= Hiroko Sasaki =

Japanese pianist

Hiroko Sasaki is a Japanese pianist who performs in Europe, North America and Asia.

==Education==
At age 13, she began studying at the Yehudi Menuhin School in England. Soon after, she made her European début. At 16, she entered the Curtis Institute in Philadelphia in the United States, where she studied with Leon Fleisher, graduating in 1994. She later earned a Master of Music degree with Fleisher from the Peabody Conservatory in Baltimore, and an Artist Diploma from the Royal Conservatory of Music in Toronto, Canada.

==Career==
Sasaki continues to perform extensively as recitalist and chamber musician in England, Scotland, Taiwan, France, Hungary, Switzerland, Canada and the United States.

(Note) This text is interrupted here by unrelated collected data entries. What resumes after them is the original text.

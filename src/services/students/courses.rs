use actix_web::{HttpRequest, HttpResponse, Result as ActixResult};
use tracing::error;

use super::StudentService;
use crate::models::enrollments::responses::StudentCourseListResponse;
use crate::models::{ApiResponse, ErrorCode};

pub async fn list_student_courses(
    service: &StudentService,
    request: &HttpRequest,
    student_id: i64,
) -> ActixResult<HttpResponse> {
    let storage = service.get_storage(request);

    // 报名与进度为两个集合，这里做读取时合并（用户表不做冗余缓存）
    match storage.list_student_courses(student_id).await {
        Ok(courses) => Ok(HttpResponse::Ok().json(ApiResponse::success(
            StudentCourseListResponse { courses },
            "查询成功",
        ))),
        Err(e) => {
            error!("Error listing courses for student {}: {}", student_id, e);
            Ok(
                HttpResponse::InternalServerError().json(ApiResponse::error_empty(
                    ErrorCode::InternalServerError,
                    "Failed to fetch courses",
                )),
            )
        }
    }
}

She gives annual recitals in Carnegie's Weill Hall and makes frequent tours of Japan. She is on the faculty of the Bard College Conservatory of Music in Annandale-on-Hudson, New York. She is a member of The Amadeus Trio, an American piano trio.

==Discography==
Her performance of works for piano by Claude Debussy on a restored Pleyel concert grand piano that existed at the time Debussy composed the works received a very positive review in The Guardian.
- Debussy : Preludes, Book I & II, Hiroko Sasaki – Pleyel 1873 (Piano Classics record label)
She has also recorded the Complete Sonatas for Cello and Piano by Frank Ezra Lévy, with Scott Ballantyne, for Naxos.